La tradizione cristiana parla di questa come la festa della Dormitio Mariae,
l’addormentamento di Maria nelle braccia del Padre. Come ci fa pregare
splendidamente il prefazio di oggi, prima del canto del Sanctus: «Non poteva conoscere la corruzione della morte, colei che aveva portato in grembo il Dio della vita».

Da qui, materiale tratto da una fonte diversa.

//! Claude CLI runtime against a scripted stand-in executable.
#![cfg(unix)]

use std::collections::HashMap;
use std::os::unix::fs::PermissionsExt;
use std::path::{Path, PathBuf};

use tern::config::SessionConfig;
use tern::error::{Result, TernError};
use tern::output::DrainSummary;
use tern::runtime::ClaudeCliRuntime;
use tern::turn::TurnRunner;

const PROMPT: &str = "Use codex mcp to write a c++ helloworld";

fn write_script(dir: &Path, body: &str) -> PathBuf {
    let path = dir.join("fake-claude");
    std::fs::write(&path, format!("#!/bin/sh\n{body}")).unwrap();
    let mut perms = std::fs::metadata(&path).unwrap().permissions();
    perms.set_mode(0o755);
    std::fs::set_permissions(&path, perms).unwrap();
    path
}

const TRANSCRIPT: &str = r#"cat <<'JSON'
{"type":"system","subtype":"init","session_id":"s-1"}
{"type":"assistant","message":{"model":"claude","content":[{"type":"text","text":"I'll ask Codex."},{"type":"tool_use","id":"t1","name":"mcp__codex__codex","input":{}}]}}
{"type":"user","message":{"content":[{"type":"tool_result","tool_use_id":"t1","content":"ok"}]}}
{"type":"assistant","message":{"model":"claude","content":[{"type":"text","text":"Done: hello.cpp"}]}}

{"type":"result","subtype":"success","is_error":false,"num_turns":2,"duration_ms":10,"session_id":"s-1","total_cost_usd":0.01234}
JSON
"#;

async fn run(script: &Path, config: &SessionConfig) -> (Result<DrainSummary>, String) {
    let runtime = ClaudeCliRuntime::new().with_executable(script.display().to_string());
    let env: HashMap<String, String> = HashMap::new();
    let mut out = Vec::new();
    let result = TurnRunner::new(&env)
        .stream(&runtime, config, PROMPT, &mut out)
        .await;
    (result, String::from_utf8(out).unwrap())
}

#[tokio::test]
async fn transcript_is_rendered_in_order() {
    let dir = tempfile::tempdir().unwrap();
    let script = write_script(dir.path(), TRANSCRIPT);

    let (result, out) = run(&script, &tern::demos::codex_mcp_session()).await;
    let summary = result.unwrap();
    assert_eq!(summary.text_blocks, 2);
    assert_eq!(
        out,
        "Claude: I'll ask Codex.\nClaude: Done: hello.cpp\n\nCost: $0.0123\n"
    );
    assert_eq!(summary.result.unwrap().num_turns, 2);
}

#[tokio::test]
async fn prompt_and_flags_reach_the_process() {
    let dir = tempfile::tempdir().unwrap();
    let args_file = dir.path().join("args.txt");
    let script = write_script(
        dir.path(),
        &format!(
            "for a in \"$@\"; do echo \"$a\" >> '{0}'; done\necho \"$CLAUDE_CODE_ENTRYPOINT\" >> '{0}'\n",
            args_file.display()
        ),
    );

    let (result, out) = run(&script, &tern::demos::codex_mcp_session()).await;
    assert_eq!(result.unwrap().text_blocks, 0);
    assert_eq!(out, "");

    let recorded = std::fs::read_to_string(&args_file).unwrap();
    let lines: Vec<&str> = recorded.lines().collect();
    assert!(lines.contains(&"mcp__codex"));
    assert!(lines.contains(&"--mcp-config"));
    assert_eq!(lines[lines.len() - 2], PROMPT);
    assert_eq!(lines[lines.len() - 1], "sdk-rs");
}

#[tokio::test]
async fn nonzero_exit_after_output_is_a_process_error() {
    let dir = tempfile::tempdir().unwrap();
    let script = write_script(
        dir.path(),
        r#"echo '{"type":"assistant","message":{"content":[{"type":"text","text":"partial"}]}}'
echo 'Invalid API key' >&2
exit 1
"#,
    );

    let (result, out) = run(&script, &SessionConfig::default()).await;
    assert_eq!(out, "Claude: partial\n");
    let err = result.unwrap_err();
    assert!(!err.is_configuration());
    assert!(matches!(
        err,
        TernError::Process { code: Some(1), ref stderr, .. } if stderr == "Invalid API key"
    ));
}

#[tokio::test]
async fn malformed_output_is_a_protocol_error() {
    let dir = tempfile::tempdir().unwrap();
    let script = write_script(dir.path(), "echo 'not json at all'\n");

    let (result, out) = run(&script, &SessionConfig::default()).await;
    assert_eq!(out, "");
    assert!(matches!(result.unwrap_err(), TernError::Protocol(_)));
}

#[tokio::test]
async fn missing_executable_is_a_collaborator_error() {
    let (result, out) = run(
        Path::new("/nonexistent/claude"),
        &SessionConfig::default(),
    )
    .await;
    assert_eq!(out, "");
    let err = result.unwrap_err();
    assert_eq!(err.exit_code(), 1);
}
//! Convenience re-exports for common use.

pub use crate::config::{HostedEndpoint, SessionConfig, ToolProvider, ValueSource};
pub use crate::error::{Result, TernError};
pub use crate::output::Drainer;
pub use crate::responses::{Agent, ResponsesClient, ResponsesRunner, SingleShotRunner};
pub use crate::runtime::{AgentRuntime, ClaudeCliRuntime};
pub use crate::tools::{FunctionTool, Tool, ToolArguments, ToolParameters};
pub use crate::turn::TurnRunner;
pub use crate::types::{AgentEvent, ContentBlock};
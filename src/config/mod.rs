//! Session configuration.
//!
//! A [`SessionConfig`] is declarative: it names the capabilities an agent may
//! use, how to reach its tool providers and which model to run. Secrets are
//! referenced, not stored; [`SessionConfig::resolve`] reads them and yields a
//! [`Session`] ready for a single turn. Resolution is the only place a
//! missing credential is detected, and it happens before any I/O.

pub mod credential;
pub mod provider;

pub use credential::{Credential, Environment, ProcessEnv, ValueSource};
pub use provider::{Endpoint, HostedEndpoint, ResolvedProvider, ToolProvider};

use std::collections::BTreeMap;
use std::path::{Path, PathBuf};

use serde::{Deserialize, Serialize};
use strum::{Display, EnumString};

use crate::error::Result;

/// Prefix the agent runtime uses for capabilities served by an MCP provider.
pub const MCP_CAPABILITY_PREFIX: &str = "mcp__";

/// Tool permission handling requested from the agent runtime.
#[derive(Debug, Clone, Copy, PartialEq, Eq, Serialize, Deserialize, Display, EnumString)]
#[serde(rename_all = "camelCase")]
#[strum(serialize_all = "camelCase")]
pub enum PermissionMode {
    Default,
    AcceptEdits,
    Plan,
    BypassPermissions,
}

/// Immutable description of one agent turn's environment.
#[derive(Debug, Clone, Default, PartialEq, Serialize, Deserialize)]
pub struct SessionConfig {
    #[serde(default)]
    allowed_tools: Vec<String>,
    #[serde(default, alias = "mcp_servers")]
    tool_providers: BTreeMap<String, ToolProvider>,
    #[serde(default)]
    model: Option<String>,
    #[serde(default)]
    system_prompt: Option<String>,
    #[serde(default)]
    max_turns: Option<u32>,
    #[serde(default)]
    permission_mode: Option<PermissionMode>,
    #[serde(default)]
    cwd: Option<PathBuf>,
}

impl SessionConfig {
    pub fn builder() -> SessionConfigBuilder {
        SessionConfigBuilder::default()
    }

    /// Parse a session from TOML.
    pub fn from_toml_str(raw: &str) -> Result<Self> {
        let config: Self = toml::from_str(raw)?;
        config.warn_unsatisfied();
        Ok(config)
    }

    pub fn from_toml_file(path: impl AsRef<Path>) -> Result<Self> {
        let path = path.as_ref();
        let raw = std::fs::read_to_string(path).map_err(|e| {
            crate::error::TernError::Configuration(format!(
                "cannot read session file {}: {e}",
                path.display()
            ))
        })?;
        Self::from_toml_str(&raw)
    }

    pub fn allowed_tools(&self) -> &[String] {
        &self.allowed_tools
    }

    pub fn tool_providers(&self) -> &BTreeMap<String, ToolProvider> {
        &self.tool_providers
    }

    pub fn model(&self) -> Option<&str> {
        self.model.as_deref()
    }

    /// Copy of this config with a different model.
    pub fn with_model(&self, model: impl Into<String>) -> Self {
        Self {
            model: Some(model.into()),
            ..self.clone()
        }
    }

    /// Allow-list entries that name an MCP provider this config does not have.
    ///
    /// Names without the `mcp__` prefix are runtime built-ins and are
    /// always considered satisfiable.
    pub fn unsatisfied_capabilities(&self) -> Vec<&str> {
        self.allowed_tools
            .iter()
            .filter(|name| match mcp_server_of(name) {
                Some(server) => !self.tool_providers.contains_key(server),
                None => false,
            })
            .map(String::as_str)
            .collect()
    }

    fn warn_unsatisfied(&self) {
        for name in self.unsatisfied_capabilities() {
            tracing::warn!(
                capability = name,
                "allowed capability has no configured provider; the agent will not be able to use it"
            );
        }
    }

    /// Read every referenced secret and produce a [`Session`].
    pub fn resolve(&self, env: &dyn Environment) -> Result<Session> {
        let providers = self
            .tool_providers
            .iter()
            .map(|(name, provider)| Ok((name.clone(), provider.resolve(env)?)))
            .collect::<Result<BTreeMap<_, _>>>()?;

        Ok(Session {
            allowed_tools: self.allowed_tools.clone(),
            providers,
            model: self.model.clone(),
            system_prompt: self.system_prompt.clone(),
            max_turns: self.max_turns,
            permission_mode: self.permission_mode,
            cwd: self.cwd.clone(),
        })
    }
}

/// Server name for an `mcp__<server>` or `mcp__<server>__<tool>` capability.
pub fn mcp_server_of(capability: &str) -> Option<&str> {
    let rest = capability.strip_prefix(MCP_CAPABILITY_PREFIX)?;
    let server = rest.split("__").next().unwrap_or(rest);
    (!server.is_empty()).then_some(server)
}

/// Builder for [`SessionConfig`].
#[derive(Debug, Default)]
pub struct SessionConfigBuilder {
    config: SessionConfig,
}

impl SessionConfigBuilder {
    /// Permit one capability.
    pub fn allow_tool(mut self, name: impl Into<String>) -> Self {
        self.config.allowed_tools.push(name.into());
        self
    }

    pub fn allow_tools<I, S>(mut self, names: I) -> Self
    where
        I: IntoIterator<Item = S>,
        S: Into<String>,
    {
        self.config
            .allowed_tools
            .extend(names.into_iter().map(Into::into));
        self
    }

    /// Register a named tool provider. A later registration under the same
    /// name replaces the earlier one.
    pub fn provider(mut self, name: impl Into<String>, provider: ToolProvider) -> Self {
        self.config.tool_providers.insert(name.into(), provider);
        self
    }

    pub fn model(mut self, model: impl Into<String>) -> Self {
        self.config.model = Some(model.into());
        self
    }

    pub fn system_prompt(mut self, prompt: impl Into<String>) -> Self {
        self.config.system_prompt = Some(prompt.into());
        self
    }

    pub fn max_turns(mut self, turns: u32) -> Self {
        self.config.max_turns = Some(turns);
        self
    }

    pub fn permission_mode(mut self, mode: PermissionMode) -> Self {
        self.config.permission_mode = Some(mode);
        self
    }

    pub fn cwd(mut self, dir: impl Into<PathBuf>) -> Self {
        self.config.cwd = Some(dir.into());
        self
    }

    pub fn build(self) -> SessionConfig {
        self.config.warn_unsatisfied();
        self.config
    }
}

/// A resolved session: every secret has been read.
#[derive(Debug, Clone, PartialEq)]
pub struct Session {
    pub allowed_tools: Vec<String>,
    pub providers: BTreeMap<String, ResolvedProvider>,
    pub model: Option<String>,
    pub system_prompt: Option<String>,
    pub max_turns: Option<u32>,
    pub permission_mode: Option<PermissionMode>,
    pub cwd: Option<PathBuf>,
}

E lo credo di lei e per me. Non riesco ad immaginare la mia vita se
non fra i viventi e risorti, ora che il Vivente e il Risorto mi ha fatto
innamorare della vita, la mia vita. Non so come accadrà ma non dubito:
sento che preme forte in me l’immortalità, e più amo e mi lascio amare,
più abbandono le mille resistenze e le mille obiezioni che mi
impediscono di vedere.
Maria è la prima fra i risorti, la prima fra i credenti che vivono nella pienezza.
Visite
È Elisabetta a parlare nel Vangelo che abbiamo letto.

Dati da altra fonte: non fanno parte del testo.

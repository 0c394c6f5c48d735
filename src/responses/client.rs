//! HTTP client for the Responses API (Azure flavour).

use reqwest::header::{HeaderMap, HeaderName, HeaderValue, CONTENT_TYPE};
use serde::Deserialize;
use serde_json::Value;
use tracing::debug;

use super::FunctionCall;
use crate::config::Endpoint;
use crate::error::{Result, TernError};

/// Posts to `{base_url}/responses`.
#[derive(Debug, Clone)]
pub struct ResponsesClient {
    endpoint: Endpoint,
    http: reqwest::Client,
}

impl ResponsesClient {
    pub fn new(endpoint: Endpoint) -> Self {
        Self {
            endpoint,
            http: reqwest::Client::new(),
        }
    }

    pub fn with_http_client(mut self, http: reqwest::Client) -> Self {
        self.http = http;
        self
    }

    pub fn url(&self) -> String {
        format!("{}/responses", self.endpoint.base_url)
    }

    /// Azure convention: nominal key in `api-key`, then any extra headers.
    fn build_headers(&self) -> Result<HeaderMap> {
        let mut headers = HeaderMap::new();
        headers.insert(CONTENT_TYPE, HeaderValue::from_static("application/json"));
        if let Some(key) = &self.endpoint.api_key {
            headers.insert("api-key", header_value("api-key", key.expose())?);
        }
        for (name, value) in &self.endpoint.headers {
            let header = HeaderName::from_bytes(name.as_bytes()).map_err(|e| {
                TernError::Configuration(format!("invalid header name {name:?}: {e}"))
            })?;
            headers.insert(header, header_value(name, value.expose())?);
        }
        Ok(headers)
    }

    /// Create one response.
    pub async fn create(&self, body: &Value) -> Result<ResponsesApiResponse> {
        let mut request = self
            .http
            .post(self.url())
            .headers(self.build_headers()?)
            .json(body);
        if let Some(version) = &self.endpoint.api_version {
            request = request.query(&[("api-version", version)]);
        }

        debug!(url = %self.url(), "POST responses");
        let resp = request.send().await?;

        let status = resp.status().as_u16();
        if !resp.status().is_success() {
            let body_text = resp.text().await.unwrap_or_default();
            return Err(status_to_error(status, &body_text));
        }

        let data: ResponsesApiResponse = resp.json().await?;
        if let Some(error) = data.error.as_ref().filter(|e| !e.is_null()) {
            return Err(TernError::Provider {
                provider: "responses".into(),
                message: error
                    .get("message")
                    .and_then(Value::as_str)
                    .map(str::to_string)
                    .unwrap_or_else(|| error.to_string()),
            });
        }
        if let Some(status) = data.status.as_deref().filter(|s| *s != "completed") {
            let reason = data
                .incomplete_details
                .as_ref()
                .and_then(|d| d.get("reason"))
                .and_then(Value::as_str)
                .map(|r| format!(" ({r})"))
                .unwrap_or_default();
            return Err(TernError::Provider {
                provider: "responses".into(),
                message: format!("response ended with status {status}{reason}"),
            });
        }
        Ok(data)
    }
}

fn header_value(name: &str, value: &str) -> Result<HeaderValue> {
    let mut value = HeaderValue::from_str(value)
        .map_err(|_| TernError::Configuration(format!("invalid value for header {name}")))?;
    value.set_sensitive(true);
    Ok(value)
}

/// Map a non-success HTTP status to an error.
pub fn status_to_error(status: u16, body: &str) -> TernError {
    match status {
        401 | 403 => TernError::Authentication(body.to_string()),
        _ => TernError::api(status, body),
    }
}

/// Subset of a Responses API payload.
#[derive(Debug, Clone, Default, Deserialize)]
pub struct ResponsesApiResponse {
    #[serde(default)]
    pub id: Option<String>,
    #[serde(default)]
    pub status: Option<String>,
    #[serde(default)]
    pub output: Vec<Value>,
    #[serde(default)]
    pub error: Option<Value>,
    #[serde(default)]
    pub incomplete_details: Option<Value>,
    #[serde(default)]
    pub usage: Option<ResponsesUsage>,
}

impl ResponsesApiResponse {
    /// Concatenated `output_text` of every message item.
    pub fn output_text(&self) -> String {
        let mut text = String::new();
        for item in &self.output {
            if item.get("type").and_then(Value::as_str) != Some("message") {
                continue;
            }
            let Some(content) = item.get("content").and_then(Value::as_array) else {
                continue;
            };
            for chunk in content {
                if chunk.get("type").and_then(Value::as_str) == Some("output_text") {
                    if let Some(segment) = chunk.get("text").and_then(Value::as_str) {
                        text.push_str(segment);
                    }
                }
            }
        }
        text
    }

    /// Function calls the model requested, in order.
    ///
    /// A `function_call` item without `call_id` or `name` is a protocol error.
    pub fn function_calls(&self) -> Result<Vec<FunctionCall>> {
        self.output
            .iter()
            .filter(|item| item.get("type").and_then(Value::as_str) == Some("function_call"))
            .map(|item| {
                Ok(FunctionCall {
                    call_id: required_str(item, "call_id")?,
                    name: required_str(item, "name")?,
                    arguments: item
                        .get("arguments")
                        .and_then(Value::as_str)
                        .unwrap_or_default()
                        .to_string(),
                })
            })
            .collect()
    }
}

fn required_str(item: &Value, field: &str) -> Result<String> {
    item.get(field)
        .and_then(Value::as_str)
        .map(str::to_string)
        .ok_or_else(|| {
            TernError::Protocol(format!("function_call item without {field}: {item}"))
        })
}

/// Token usage.
#[derive(Debug, Clone, Copy, Default, PartialEq, Eq, Deserialize)]
pub struct ResponsesUsage {
    #[serde(default)]
    pub input_tokens: u64,
    #[serde(default)]
    pub output_tokens: u64,
    #[serde(default)]
    pub total_tokens: u64,
}

impl ResponsesUsage {
    pub fn add(&mut self, other: &ResponsesUsage) {
        self.input_tokens += other.input_tokens;
        self.output_tokens += other.output_tokens;
        self.total_tokens += other.total_tokens;
    }
}

#[cfg(test)]
mod tests {
    use super::*;
    use crate::config::Credential;
    use serde_json::json;

    fn endpoint() -> Endpoint {
        Endpoint {
            base_url: "https://llm.example.com/OpenAI".into(),
            api_version: Some("2025-04-01-preview".into()),
            api_key: Some(Credential::new("dummy")),
            headers: vec![("Ocp-Apim-Subscription-Key".into(), Credential::new("sub"))],
        }
    }

    #[test]
    fn headers_include_api_key_and_extras() {
        let headers = ResponsesClient::new(endpoint()).build_headers().unwrap();
        assert_eq!(headers["api-key"], "dummy");
        assert_eq!(headers["ocp-apim-subscription-key"], "sub");
        assert!(headers["api-key"].is_sensitive());
    }

    #[test]
    fn invalid_header_name_is_configuration_error() {
        let mut endpoint = endpoint();
        endpoint.headers = vec![("bad header".into(), Credential::new("x"))];
        let err = ResponsesClient::new(endpoint).build_headers().unwrap_err();
        assert!(err.is_configuration());
    }

    #[test]
    fn url_appends_responses_path() {
        assert_eq!(
            ResponsesClient::new(endpoint()).url(),
            "https://llm.example.com/OpenAI/responses"
        );
    }

    #[test]
    fn status_mapping() {
        assert!(matches!(status_to_error(401, "no"), TernError::Authentication(_)));
        assert!(matches!(status_to_error(403, "no"), TernError::Authentication(_)));
        assert!(matches!(status_to_error(500, "x"), TernError::Api { status: 500, .. }));
    }

    #[test]
    fn parses_text_and_calls_from_output_items() {
        let response: ResponsesApiResponse = serde_json::from_value(json!({
            "id": "resp_1",
            "status": "completed",
            "output": [
                {"type": "reasoning", "id": "rs_1", "summary": []},
                {"type": "function_call", "call_id": "call_1", "name": "get_weather", "arguments": "{\"city\":\"Tokyo\"}"},
                {"type": "message", "role": "assistant", "content": [
                    {"type": "output_text", "text": "Sunny "},
                    {"type": "refusal", "refusal": "no"},
                    {"type": "output_text", "text": "Tokyo"}
                ]}
            ],
            "usage": {"input_tokens": 10, "output_tokens": 5, "total_tokens": 15}
        }))
        .unwrap();

        assert_eq!(response.output_text(), "Sunny Tokyo");
        let calls = response.function_calls().unwrap();
        assert_eq!(calls.len(), 1);
        assert_eq!(calls[0].name, "get_weather");
        assert_eq!(calls[0].arguments, "{\"city\":\"Tokyo\"}");
        assert_eq!(response.usage.unwrap().total_tokens, 15);
    }

    #[test]
    fn function_call_without_call_id_is_a_protocol_error() {
        let response: ResponsesApiResponse = serde_json::from_value(json!({
            "status": "completed",
            "output": [
                {"type": "function_call", "name": "get_weather", "arguments": "{}"}
            ]
        }))
        .unwrap();

        let err = response.function_calls().unwrap_err();
        assert!(matches!(err, TernError::Protocol(m) if m.contains("call_id")));
    }
}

Come hai fatto a credere Maria? Benedetta colei che ha creduto. Beata te che hai creduto!
È il più bel complimento mai reso alla Madre di Dio.

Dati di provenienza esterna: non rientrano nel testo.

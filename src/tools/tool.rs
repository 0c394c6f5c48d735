//! Tool trait and closure-based tool wrapper.

use std::future::Future;
use std::pin::Pin;
use std::sync::Arc;

use async_trait::async_trait;

use super::arguments::ToolArguments;
use super::types::ToolParameters;
use crate::error::TernError;

/// Context available during tool execution.
#[derive(Debug, Clone, Default)]
pub struct ToolExecutionContext {
    /// Id the model attached to this call.
    pub call_id: String,
}

/// Core tool trait — implement to create custom tools.
#[async_trait]
pub trait Tool: Send + Sync {
    /// Tool name (must match what the model calls).
    fn name(&self) -> &str;

    /// Human-readable description.
    fn description(&self) -> &str;

    /// JSON Schema parameters.
    fn parameters(&self) -> &ToolParameters;

    /// Execute the tool with parsed arguments. The returned string is sent
    /// back to the model verbatim.
    async fn execute(
        &self,
        args: &ToolArguments,
        ctx: &ToolExecutionContext,
    ) -> Result<String, TernError>;
}

type ToolHandler = dyn Fn(
        ToolArguments,
        ToolExecutionContext,
    ) -> Pin<Box<dyn Future<Output = Result<String, TernError>> + Send>>
    + Send
    + Sync;

/// Closure-based tool for quick tool creation.
pub struct FunctionTool {
    name: String,
    description: String,
    parameters: ToolParameters,
    handler: Arc<ToolHandler>,
}

impl FunctionTool {
    /// Create a tool from an async closure.
    pub fn new<F, Fut>(
        name: impl Into<String>,
        description: impl Into<String>,
        parameters: ToolParameters,
        handler: F,
    ) -> Self
    where
        F: Fn(ToolArguments, ToolExecutionContext) -> Fut + Send + Sync + 'static,
        Fut: Future<Output = Result<String, TernError>> + Send + 'static,
    {
        Self {
            name: name.into(),
            description: description.into(),
            parameters,
            handler: Arc::new(move |args, ctx| Box::pin(handler(args, ctx))),
        }
    }

    /// Create a tool from a synchronous closure.
    pub fn sync<F>(
        name: impl Into<String>,
        description: impl Into<String>,
        parameters: ToolParameters,
        handler: F,
    ) -> Self
    where
        F: Fn(&ToolArguments) -> Result<String, TernError> + Send + Sync + 'static,
    {
        let handler = Arc::new(handler);
        Self::new(name, description, parameters, move |args, _ctx| {
            let handler = Arc::clone(&handler);
            async move { handler(&args) }
        })
    }
}

#[async_trait]
impl Tool for FunctionTool {
    fn name(&self) -> &str {
        &self.name
    }

    fn description(&self) -> &str {
        &self.description
    }

    fn parameters(&self) -> &ToolParameters {
        &self.parameters
    }

    async fn execute(
        &self,
        args: &ToolArguments,
        ctx: &ToolExecutionContext,
    ) -> Result<String, TernError> {
        (self.handler)(args.clone(), ctx.clone()).await
    }
}

impl std::fmt::Debug for FunctionTool {
    fn fmt(&self, f: &mut std::fmt::Formatter<'_>) -> std::fmt::Result {
        f.debug_struct("FunctionTool")
            .field("name", &self.name)
            .field("description", &self.description)
            .finish()
    }
}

Beata colei che ha creduto.
Maria è beata perché ha creduto. Perché si è fidata, perché ha
lasciato spazio a Dio, ha lasciato che potesse agire nella sua vita, ha
lasciato fare.
La gioia è contagiosa, lo sappiamo bene.
Zaccaria e Giuseppe in fondo al cortile, guardano divertiti la scena
che si svolge sotto i loro occhi. Li immagino anche benevolmente
invidiosi.
Sono cose fra donne e noi uomini, giustamente, non possiamo che assistere.
Sono cose riservate alle madri e noi maschi, correttamente, dobbiamo
ammettere la nostra estraneità al miracolo della gestazione.
Trovo bellissima questa scena, fatta la tara al tributo poetico di san Luca.
La trovo così autentica, così credibile!
È il nostro sguardo che decide cosa mettere in evidenza, cosa rimarcare, cosa portare in primo piano.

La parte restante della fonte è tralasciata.